====== Exercise data ======

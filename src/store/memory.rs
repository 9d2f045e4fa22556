//! In-process key-value backend.

use super::{KeyValueStore, Lookup, StoreError};
use std::collections::HashMap;

/// Map-backed store with an optional byte quota over keys and values.
#[derive(Debug, Clone, Default)]
pub struct MemoryStore {
    entries: HashMap<String, String>,
    quota: Option<usize>,
}

impl MemoryStore {
    pub fn new() -> Self {
        Self::default()
    }

    /// Create a store that refuses batches pushing it past `quota` bytes.
    pub fn with_quota(quota: usize) -> Self {
        Self {
            entries: HashMap::new(),
            quota: Some(quota),
        }
    }

    /// Total bytes held across keys and values.
    pub fn used_bytes(&self) -> usize {
        self.entries.iter().map(|(k, v)| k.len() + v.len()).sum()
    }

    pub fn len(&self) -> usize {
        self.entries.len()
    }

    pub fn is_empty(&self) -> bool {
        self.entries.is_empty()
    }
}

impl KeyValueStore for MemoryStore {
    fn get(&self, key: &str) -> Result<Option<String>, StoreError> {
        Ok(self.entries.get(key).cloned())
    }

    fn update(
        &mut self,
        apply: &mut dyn FnMut(Lookup<'_>) -> Result<Vec<(String, String)>, StoreError>,
    ) -> Result<(), StoreError> {
        let writes = apply(&|key: &str| self.entries.get(key).cloned())?;

        let mut staged = self.entries.clone();
        staged.extend(writes);
        if let Some(quota) = self.quota {
            let needed: usize = staged.iter().map(|(k, v)| k.len() + v.len()).sum();
            if needed > quota {
                return Err(StoreError::QuotaExceeded { needed, quota });
            }
        }

        self.entries = staged;
        Ok(())
    }
}

#[cfg(test)]
mod tests {
    use super::*;

    #[test]
    fn test_put_and_get() {
        let mut store = MemoryStore::new();
        store
            .put_batch(&[("a".into(), "1".into()), ("b".into(), "2".into())])
            .unwrap();

        assert_eq!(store.get("a").unwrap().as_deref(), Some("1"));
        assert_eq!(store.get("missing").unwrap(), None);
        assert_eq!(store.len(), 2);
        assert_eq!(store.used_bytes(), 4);
    }

    #[test]
    fn test_quota_rejects_whole_batch() {
        let mut store = MemoryStore::with_quota(6);
        store.put_batch(&[("a".into(), "12".into())]).unwrap();

        let err = store
            .put_batch(&[("a".into(), "1".into()), ("b".into(), "12345".into())])
            .unwrap_err();
        assert!(matches!(err, StoreError::QuotaExceeded { needed: 8, quota: 6 }));
        assert_eq!(store.get("a").unwrap().as_deref(), Some("12"));
        assert_eq!(store.get("b").unwrap(), None);
    }

    #[test]
    fn test_update_sees_current_values() {
        let mut store = MemoryStore::new();
        store.put_batch(&[("count".into(), "1".into())]).unwrap();

        store
            .update(&mut |lookup| {
                let n: u32 = lookup("count").unwrap_or_default().parse().unwrap();
                Ok(vec![("count".into(), (n + 1).to_string())])
            })
            .unwrap();
        assert_eq!(store.get("count").unwrap().as_deref(), Some("2"));
    }

    #[test]
    fn test_failed_update_writes_nothing() {
        let mut store = MemoryStore::new();
        let result = store.update(&mut |_| Err(StoreError::NotFound("x".into())));

        assert!(result.is_err());
        assert!(store.is_empty());
    }
}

======

- **Description of the task**: Find "cloned" in the data above. Report each line where it appears.

- **Exercise solution**:
        Ok(self.entries.get(key).cloned())
        let writes = apply(&|key: &str| self.entries.get(key).cloned())?;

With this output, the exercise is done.